La adaptación de Bianchi que estrena El Galpón, con el título Lorca en las trincheras de Madrid y codirección de su hija Ximena, es la misma que fue estrenada en Buenos Aires con Catalinas Sur. En los diferentes rubros se sumaron técnicos uruguayos: Claudio Lachowicz en asistencia de dirección, María José Bentancur como directora musical y los titiriteros Tamara Couto y Rodrigo Abelenda complementando el trabajo actoral de un elenco juvenil al que se suman actores del elenco galponero como Dante Alfonso.
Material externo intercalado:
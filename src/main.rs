use anyhow::{anyhow, Context};
use dotenvy::dotenv;
use regex::Regex;
use std::io::{self, Write};
use std::sync::Arc;
use std::time::Duration;
use teloxide::Bot;
use tg_fanout::config::Settings;
use tg_fanout::controller::RunController;
use tg_fanout::dispatcher::DispatchTiming;
use tg_fanout::job::RunSpec;
use tg_fanout::report::ChatReportSink;
use tg_fanout::source::{HttpRecipientSource, RecipientSource, UnconfiguredSource};
use tg_fanout::state::FileStateStore;
use tg_fanout::transport::{TelegramTransport, Transport};
use tracing::{error, info};
use tracing_subscriber::{prelude::*, EnvFilter};

/// Regex patterns for redacting the bot token from log output
struct RedactionPatterns {
    token_in_url: Regex,
    bare_token: Regex,
}

impl RedactionPatterns {
    fn new() -> Result<Self, regex::Error> {
        Ok(Self {
            token_in_url: Regex::new(r"(https?://[^/]+/bot)([0-9]+:[A-Za-z0-9_-]+)")?,
            bare_token: Regex::new(r"[0-9]{8,10}:[A-Za-z0-9_-]{35}")?,
        })
    }

    fn redact(&self, input: &str) -> String {
        let output = self
            .token_in_url
            .replace_all(input, "$1[TELEGRAM_TOKEN]")
            .to_string();
        self.bare_token
            .replace_all(&output, "[TELEGRAM_TOKEN]")
            .to_string()
    }
}

struct RedactingWriter<W: Write> {
    inner: W,
    patterns: Arc<RedactionPatterns>,
}

impl<W: Write> Write for RedactingWriter<W> {
    fn write(&mut self, buf: &[u8]) -> io::Result<usize> {
        let s = String::from_utf8_lossy(buf);
        self.inner.write_all(self.patterns.redact(&s).as_bytes())?;
        // Report the original length even though the redacted text may differ.
        Ok(buf.len())
    }

    fn flush(&mut self) -> io::Result<()> {
        self.inner.flush()
    }
}

struct RedactingMakeWriter {
    patterns: Arc<RedactionPatterns>,
}

impl<'a> tracing_subscriber::fmt::MakeWriter<'a> for RedactingMakeWriter {
    type Writer = RedactingWriter<io::Stderr>;

    fn make_writer(&'a self) -> Self::Writer {
        RedactingWriter {
            inner: io::stderr(),
            patterns: Arc::clone(&self.patterns),
        }
    }
}

fn init_logging(patterns: Arc<RedactionPatterns>) {
    let filter = EnvFilter::try_from_default_env().unwrap_or_else(|_| EnvFilter::new("info"));
    tracing_subscriber::registry()
        .with(filter)
        .with(tracing_subscriber::fmt::layer().with_writer(RedactingMakeWriter { patterns }))
        .init();
}

fn load_job() -> anyhow::Result<(RunSpec, Option<Duration>)> {
    let mut args = std::env::args().skip(1);
    let path = args
        .next()
        .ok_or_else(|| anyhow!("usage: tg-fanout <job.json> [delay-seconds]"))?;
    let delay = args
        .next()
        .map(|s| s.parse::<u64>().map(Duration::from_secs))
        .transpose()
        .context("delay must be whole seconds")?;

    let body = std::fs::read_to_string(&path).with_context(|| format!("reading {path}"))?;
    let spec: RunSpec = serde_json::from_str(&body).with_context(|| format!("parsing {path}"))?;
    Ok((spec, delay))
}

#[tokio::main]
async fn main() -> anyhow::Result<()> {
    dotenv().ok();

    let patterns = Arc::new(RedactionPatterns::new()?);
    init_logging(patterns);

    info!("Starting tg-fanout broadcast engine...");

    let settings = match Settings::new() {
        Ok(s) => {
            info!("Configuration loaded successfully.");
            s
        }
        Err(e) => {
            error!("Failed to load configuration: {}", e);
            std::process::exit(1);
        }
    };

    let (spec, delay) = load_job()?;

    let store = Arc::new(FileStateStore::load(settings.state_file()).await?);
    info!("State store ready at {}", settings.state_file());

    let telegram = Arc::new(TelegramTransport::new(Bot::new(
        settings.telegram_token.clone(),
    )));
    let transport: Arc<dyn Transport> = telegram.clone();
    let chat_sink: Arc<dyn ChatReportSink> = telegram;

    let source: Arc<dyn RecipientSource> = match &settings.recipient_source_url {
        Some(url) => Arc::new(HttpRecipientSource::new(reqwest::Client::new(), url.clone())),
        // jobs carrying testRecipients never page; anything else fails fast
        None => Arc::new(UnconfiguredSource),
    };

    let controller = RunController::new(
        store,
        transport,
        chat_sink,
        source,
        DispatchTiming::default(),
    );

    let receipt = controller.submit(spec, delay).await?;
    let run_id = receipt.run_id.clone();
    info!(run_id = %run_id, "run accepted; Ctrl-C cancels");

    tokio::select! {
        _ = tokio::signal::ctrl_c() => {
            info!(run_id = %run_id, "interrupt received, cancelling run");
            controller.cancel(&run_id).await?;
            controller.wait(&run_id).await;
        }
        () = controller.wait(&run_id) => {}
    }

    match controller.status(&run_id).await {
        Some(status) => info!(run_id = %run_id, ?status, "run finished"),
        None => error!(run_id = %run_id, "run vanished from the registry"),
    }
    Ok(())
}
//! Broadcast job description received from the submitter.
//!
//! The JSON shape keeps the camelCase intake field names, so existing
//! job payloads submit unchanged.

use serde::Deserialize;
use thiserror::Error;

/// Immutable description of one broadcast run
#[derive(Debug, Clone, Deserialize)]
#[serde(rename_all = "camelCase")]
pub struct RunSpec {
    /// Message body, Markdown
    pub message_text: String,
    /// Optional image URL; when present the body becomes the caption
    #[serde(default)]
    pub image_url: Option<String>,
    /// Inline buttons rendered as a single keyboard row
    #[serde(default)]
    pub buttons: Vec<InlineButton>,
    /// Total recipient estimate, used for progress percentage and ETA
    #[serde(default)]
    pub estimated_user_count: Option<u64>,
    /// Chat receiving the edited-in-place progress message
    #[serde(default)]
    pub report_chat_id: Option<i64>,
    /// Webhook receiving a `POST {"text": ...}` per report tick
    #[serde(default)]
    pub webhook_url: Option<String>,
    /// Minutes between progress reports
    #[serde(default = "default_report_interval")]
    pub report_interval_minutes: u64,
    /// Fixed recipient list: bypasses the recipient source and terminates
    /// after one pass. An empty list means "no recipients for this run".
    #[serde(default)]
    pub test_recipients: Option<Vec<Recipient>>,
}

const fn default_report_interval() -> u64 {
    1
}

/// Upper bound on the report interval (one week). Also keeps the later
/// minutes-to-seconds conversion inside `u64`.
pub const MAX_REPORT_INTERVAL_MINUTES: u64 = 7 * 24 * 60;

impl RunSpec {
    /// Reject jobs the engine cannot run before a run identifier exists
    ///
    /// # Errors
    ///
    /// Returns a [`ValidationError`] describing the first rejected field.
    pub fn validate(&self) -> Result<(), ValidationError> {
        if self.message_text.trim().is_empty() {
            return Err(ValidationError::EmptyMessage);
        }
        if self.report_interval_minutes == 0 {
            return Err(ValidationError::ZeroReportInterval);
        }
        if self.report_interval_minutes > MAX_REPORT_INTERVAL_MINUTES {
            return Err(ValidationError::ExcessiveReportInterval);
        }
        for button in &self.buttons {
            reqwest::Url::parse(&button.url)
                .map_err(|e| ValidationError::BadButtonUrl(format!("{}: {e}", button.url)))?;
        }
        Ok(())
    }
}

/// One inline keyboard button
#[derive(Debug, Clone, Deserialize)]
pub struct InlineButton {
    /// Button label
    pub text: String,
    /// Target URL, validated at submission
    pub url: String,
}

/// One broadcast target
#[derive(Debug, Clone, Deserialize)]
#[serde(rename_all = "camelCase")]
pub struct Recipient {
    /// Stable ordering key; the resume cursor is the last processed key
    pub key: i64,
    /// Telegram chat the message is delivered to
    pub chat_id: i64,
}

/// A job rejected at submission, before any run state exists
#[derive(Error, Debug)]
pub enum ValidationError {
    /// `messageText` missing or blank
    #[error("messageText must not be empty")]
    EmptyMessage,
    /// Interval of zero would spin the reporter
    #[error("reportIntervalMinutes must be at least 1")]
    ZeroReportInterval,
    /// Interval past the bound is an intake mistake
    #[error("reportIntervalMinutes must be at most {MAX_REPORT_INTERVAL_MINUTES}")]
    ExcessiveReportInterval,
    /// A button URL failed to parse
    #[error("invalid button url: {0}")]
    BadButtonUrl(String),
}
Cuando se le pregunta a Bianchi cuánta es la importancia de llevar a escena obras como esta, en las que la línea entre acción artística y lucha política se hace tan fina, no duda. De hecho, este tipo de teatro comprometido es parte de la identidad de su propio camino como teatrero y de una vocación por lo comunitario que viene desplegando desde los años 80 al frente del grupo Catalinas Sur. “Además de su gran calidad artística como autor dramático y poetadice Bianchi-, Lorca fue un hombre comprometido con ideales de justicia social y por eso lo mataron. A los 120 años de su muerte, esta versión, que recrea la forma de representar El retablillo en el frente de Madrid, es una expresión de poesía y compromiso”.

Esencia comunitaria

Es importante repasar el trayecto que llevó a Bianchi a ser una figura del llamado teatro comunitario. Él es uno de los tantos uruguayos que se exilió en Argentina por motivos políticos. Ya instalado en Buenos Aires, en 1973, se ganó la vida como pudo hasta que se reencontró con las artes escénicas y fundó, en los 80, el grupo Catalinas Sur, que nació de la comisión de padres de una escuela del barrio. Cuando la comisión fue prohibida por la dictadura, se le propuso a Bianchi dirigir un taller de teatro. Él fue más lejos: impulsó la idea de hacer teatro por y para los vecinos en las plazas. “Era una forma de resistencia contra la dictadura, de mantener la cohesión. Cuando me pidieron una mano desde la comisión, propuse hacer teatro en la plaza. Aquellos primeros juegos fueron el punto de partida”.
“Buscamos hacer teatro popular, con todo lo que esto significa”, explica Bianchi. Lo cierto es que la acción de Catalinas Sur empezó a resonar en otros barrios a través del impacto de espectáculos como El fulgor Argentino (1998) y Venimos de muy lejos (1990), ambos con la particularidad de contar con más de 70 personas en escena. Los actores son gente común, desde niños hasta ancianos, que han tomado el teatro como forma de comunicación y juego. Su público no es el habitual del teatro, sino gente que se reconoce en los espectáculos y las historias que sus vecinos llevan a escena, y que también son las propias.
Por otra parte, la labor iniciada por Bianchi se extiende vertiginosamente hacia distintas zonas, y actualmente existen en Argentina una decena de grupos de teatro comunitario. “La intención es crear una red de teatros de barrio y apoyarnos entre todos”, dice Bianchi. “Que los barrios dejen de ser meros dormitorios para comenzar a tener una vida social que, creo, hemos recuperado con nuestras acciones”.

 

Encuentro galponero
El cruce de experiencias entre El Galpón y el fundador de Catalinas Sur es todo un acontecimiento, dada la trayectoria artística de ambas compañías. Se trata de un intercambio, de acercarse a las enseñanzas de alguien que entiende al teatro inserto en la comunidad, inseparable de la acción de la identidad barrial y que se asume como herramienta de transformación colectiva; y la posibilidad para Bianchi de dirigir a un elenco uruguayo. “La experiencia fue muy fructífera, ya que este elenco está integrado por jóvenes muy talentosos y con mucha energía y sentido de grupo. Además, con El Galpón nos une mi origen como uruguayo formado en el teatro independiente y, por otro lado, la experiencia del grupo Catalinas, que se reconoce como la continuidad del teatro independiente y del teatro de grupo, de los cuales El Galpón es un referente en Latinoamérica, por su calidad artística y su compromiso político”.

Funciones: sábados 21:00 – domingos 19:30 horas. Teatro El Galpón.